A Wild and Witchy West
The story follows Jubilee “Sugar” Bava, her twin brother Cutter, and their elder brother Micah–mercenary gunslingers collectively known as The Haints. Orphaned and driven out of their home town of Coffin Mills by corrupt officials, the trio are lured back to battle a supernatural threat to the town’s children. Of course, the opportunity for bloody revenge has something to do with it, too.
Did I mention that Sugar Bava is also the Witch of Fulci Holler? And that there are not one, but two monstrous horrors to defeat? And that another witch shows up to help?
Over the top is an understatement. Trade Yer Coffin for a Gun has vampires, witches, ghouls, zombies, prostitutes, gunslingers, necrophilia, black magic, white magic, Satanism, and a little Lovecraft thrown in for good measure. There is so much packed into Trade Yer Coffin for a Gun that a lot of potentially interesting details get pushed to the side from sheer lack of space. Micah’s tragic marriage, one monster’s connection to another, Sugar’s need to drink blood–all are dropped into the story without context. They left me wondering, and wishing for an explanation.
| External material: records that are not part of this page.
//! Structured observability hooks for ranking and orchestration passes.
//!
//! Every event carries an `event` field; a [`PassSpan`] tags all events of
//! one pass with its `pass_id`.

use tracing::{info, warn};
use uuid::Uuid;

/// RAII guard that enters a pass-scoped tracing span.
pub struct PassSpan {
    pass_id: Uuid,
    _span: tracing::span::EnteredSpan,
}

impl PassSpan {
    /// Create and enter a span for a pass of `kind` (`"find"`, `"run"`).
    pub fn enter(kind: &str) -> Self {
        let pass_id = Uuid::new_v4();
        let span = tracing::info_span!("grater.pass", kind = %kind, pass_id = %pass_id);
        Self {
            pass_id,
            _span: span.entered(),
        }
    }

    pub fn pass_id(&self) -> Uuid {
        self.pass_id
    }
}

pub fn emit_ranking_started(candidates: usize, workers: usize) {
    info!(event = "rank.started", candidates, workers);
}

pub fn emit_candidate_scored(position: usize, path: &str, score: f64, cached: bool) {
    info!(event = "rank.scored", position, path = %path, score, cached);
}

/// Warning: a scoring call failed and the candidate falls back to 0.0.
pub fn emit_score_fetch_failed(path: &str, error: &dyn std::fmt::Display) {
    warn!(event = "rank.fetch_failed", path = %path, error = %error);
}

pub fn emit_cache_flush_failed(error: &dyn std::fmt::Display) {
    warn!(event = "rank.cache_flush_failed", error = %error);
}

pub fn emit_ranking_finished(ranked: usize, cache_hits: usize, fetched: usize, failed: usize) {
    info!(event = "rank.finished", ranked, cache_hits, fetched, failed);
}

pub fn emit_module_tested(index: usize, total: usize, module: &str, status: &str) {
    info!(event = "run.module_tested", index, total, module = %module, status = %status);
}

pub fn emit_invocation_failed(module: &str, error: &dyn std::fmt::Display) {
    warn!(event = "run.invocation_failed", module = %module, error = %error);
}

pub fn emit_verdict_computed(total: usize, verdict: &str) {
    info!(event = "report.verdict", total, verdict = %verdict);
}

#[cfg(test)]
mod tests {
    use super::*;

    #[test]
    fn test_pass_span_ids_are_unique() {
        let a = PassSpan::enter("rank");
        let b = PassSpan::enter("run");
        assert_ne!(a.pass_id(), b.pass_id());
    }
}
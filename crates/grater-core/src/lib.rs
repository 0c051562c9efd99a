//! Grater Core Library
//!
//! Shared model and logic for downstream regression runs: the dual-result
//! classifier, report aggregation and rendering, the score cache store, the
//! workspace artifacts exchanged between passes, and the bounded task pool
//! used by the ranking engine.

pub mod classify;
pub mod config;
pub mod domain;
pub mod obs;
pub mod pool;
pub mod report;
pub mod store;
pub mod telemetry;
pub mod workspace;

pub use classify::classify;
pub use config::GraterConfig;
pub use domain::{
    CandidateProject, DualTestResult, GraterError, ModuleStatus, ModuleStatusEntry, RankedModule,
    RefOutcome, Result, RECOGNIZED_HOST,
};
pub use obs::PassSpan;
pub use pool::{CancelHook, PoolError, PoolRun, PoolWorker, TaskPool};
pub use report::{render_human, render_json, ReportSummary, Verdict};
pub use store::{FsScoreStore, MemoryScoreStore, ScoreStore};
pub use telemetry::init_tracing;
pub use workspace::Workspace;

/// Grater version
pub const VERSION: &str = env!("CARGO_PKG_VERSION");
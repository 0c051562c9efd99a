//! Bounded task pool with a shared work queue and explicit drain.
//!
//! Jobs are placed on one queue; at most `width` workers pull from it until it
//! is empty. Results flow back to the single owner over a channel, so the
//! owner is the only writer of any state derived from them.
//!
//! ```rust,ignore
//! let pool = TaskPool::new(5);
//! let mut run = pool.spawn(jobs, |id| MyWorker::new(id));
//! while let Some(result) = run.next().await {
//!     // owner applies result
//! }
//! run.join().await?;
//! ```

use std::collections::VecDeque;
use std::sync::atomic::{AtomicBool, Ordering};
use std::sync::{Arc, Mutex, PoisonError};

use async_trait::async_trait;
use thiserror::Error;
use tokio::sync::mpsc;
use tokio::task::JoinSet;

/// Errors surfaced when joining a pool.
#[derive(Debug, Error)]
pub enum PoolError {
    #[error("pool worker failed: {0}")]
    WorkerFailed(String),
}

/// Cooperative cancellation flag shared with every worker of a pool.
///
/// Workers check it before taking the next job; a job already in progress
/// runs to completion.
#[derive(Debug, Clone, Default)]
pub struct CancelHook(Arc<AtomicBool>);

impl CancelHook {
    pub fn cancel(&self) {
        self.0.store(true, Ordering::SeqCst);
    }

    pub fn is_cancelled(&self) -> bool {
        self.0.load(Ordering::SeqCst)
    }
}

/// A worker owned by exactly one pool task.
#[async_trait]
pub trait PoolWorker<J, R>: Send + 'static
where
    J: Send + 'static,
    R: Send + 'static,
{
    async fn process(&mut self, job: J) -> R;
}

/// Fixed-width pool configuration.
#[derive(Debug, Clone)]
pub struct TaskPool {
    width: usize,
    cancel: CancelHook,
}

impl TaskPool {
    /// A pool of `width` workers (at least one).
    pub fn new(width: usize) -> Self {
        Self {
            width: width.max(1),
            cancel: CancelHook::default(),
        }
    }

    pub fn width(&self) -> usize {
        self.width
    }

    /// Handle that stops workers from taking further jobs.
    pub fn cancel_hook(&self) -> CancelHook {
        self.cancel.clone()
    }

    /// Start `min(width, jobs.len())` workers over `jobs`.
    ///
    /// `make_worker` is called once per worker with its index.
    pub fn spawn<J, R, W, F>(&self, jobs: Vec<J>, mut make_worker: F) -> PoolRun<R>
    where
        J: Send + 'static,
        R: Send + 'static,
        W: PoolWorker<J, R>,
        F: FnMut(usize) -> W,
    {
        let worker_count = self.width.min(jobs.len());
        let queue = Arc::new(Mutex::new(VecDeque::from(jobs)));
        let (tx, rx) = mpsc::unbounded_channel();
        let mut workers = JoinSet::new();

        for id in 0..worker_count {
            let mut worker = make_worker(id);
            let queue = Arc::clone(&queue);
            let tx = tx.clone();
            let cancel = self.cancel.clone();
            workers.spawn(async move {
                loop {
                    if cancel.is_cancelled() {
                        break;
                    }
                    let next = queue
                        .lock()
                        .unwrap_or_else(PoisonError::into_inner)
                        .pop_front();
                    let Some(job) = next else { break };
                    let result = worker.process(job).await;
                    if tx.send(result).is_err() {
                        break;
                    }
                }
            });
        }

        PoolRun {
            results: rx,
            workers,
        }
    }
}

/// A running pool. Drain results with [`PoolRun::next`], then [`PoolRun::join`].
pub struct PoolRun<R> {
    results: mpsc::UnboundedReceiver<R>,
    workers: JoinSet<()>,
}

impl<R: Send + 'static> PoolRun<R> {
    /// Next completed result; `None` once every worker has exited.
    pub async fn next(&mut self) -> Option<R> {
        self.results.recv().await
    }

    /// Wait for all workers and surface any that panicked.
    pub async fn join(mut self) -> Result<(), PoolError> {
        let mut failure = None;
        while let Some(joined) = self.workers.join_next().await {
            if let Err(e) = joined {
                failure.get_or_insert_with(|| e.to_string());
            }
        }
        match failure {
            Some(reason) => Err(PoolError::WorkerFailed(reason)),
            None => Ok(()),
        }
    }

    /// Collect every result and join.
    pub async fn drain(mut self) -> Result<Vec<R>, PoolError> {
        let mut out = Vec::new();
        while let Some(r) = self.next().await {
            out.push(r);
        }
        self.join().await?;
        Ok(out)
    }
}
Riders of the Purple Prose
Whinery does a solid job of evoking the bleak, haunted North Texas where Trade Yer Coffin For A Gun is set, describing scenes in cinematic detail. All his characters speak in a thick television Western dialect, where guns are irons and the sheriff is the law, adding nicely to the atmosphere. Everywhere, his use of language is enthusiastic, and his prose incredibly, abundantly purple. For example: “It ventured a step further toward Sugar, reaching out an emaciated, sore-riddled arm, a root-like latticework of black veins squirming beneath the cemetery of its skin.” Or, “Its corrugated surface glistened with an oozing pink slime and was lit from within by a sinister orange fairy fire, phantoms and forms fluttering clumsily inside the nimbus of the illumination.”
Despite the overall overstatement, there are some quieter, finely tuned descriptions among all the gore: “The sort of quiet that came before carefully chosen words”, and “The town of Coffin Mills went bad that day, and never knew the Grace of God again.”
However, the sloppy editing throughout the book interferes with the raucous action and undermines the atmosphere-building. For example, the first chapter heading promises a cold October night, but twice in the following pages we are told it is spring. Sugar Bava rides a pure white mare that several pages later has a chestnut mane. And littered throughout are overlooked typos that make the characters’ dialect harder to read than it should be.
Trade Yer Coffin for a Copy
After all is said and done, Trade Yer Coffin For A Gun is an entertaining page-turner for those with a taste for horror and gleefully excessive gore. I don’t know how well it would stand up to a second reading, but the first time through was good, old-fashioned, gross-out fun.